- [Exercise directions]:
Beginning at the line that contains "pub fn display_help()", return every remaining line of the data below exactly; return nothing before it.

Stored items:
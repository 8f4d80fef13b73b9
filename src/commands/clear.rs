//! Clear command: remove the stored snapshot.

use anyhow::Result;

use crate::config::Config;
use crate::store::clear_widget_data;

/// Handle the clear command.
pub fn handle_clear_command(config: &Config) -> Result<()> {
    log_version!();

    let store = super::open_store(config)?;
    clear_widget_data(&store)?;

    log_block_start!("Widget data cleared");
    log_indented!("Widgets will show the no-data placeholder on their next refresh");
    log_end!();
    Ok(())
}

pub fn display_help() {
    log_version!();
    log_block_start!("clear - Remove the stored snapshot");
    log_block_start!("Usage: stockwidget clear");
    log_block_start!("Description:");
    log_indented!("Deletes the widget entry from the preference store. Other");
    log_indented!("entries in the store are left untouched.");
    log_end!();
}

- [Output for this task]:
pub fn display_help() {
    log_version!();
    log_block_start!("clear - Remove the stored snapshot");
    log_block_start!("Usage: stockwidget clear");
    log_block_start!("Description:");
    log_indented!("Deletes the widget entry from the preference store. Other");
    log_indented!("entries in the store are left untouched.");
    log_end!();
}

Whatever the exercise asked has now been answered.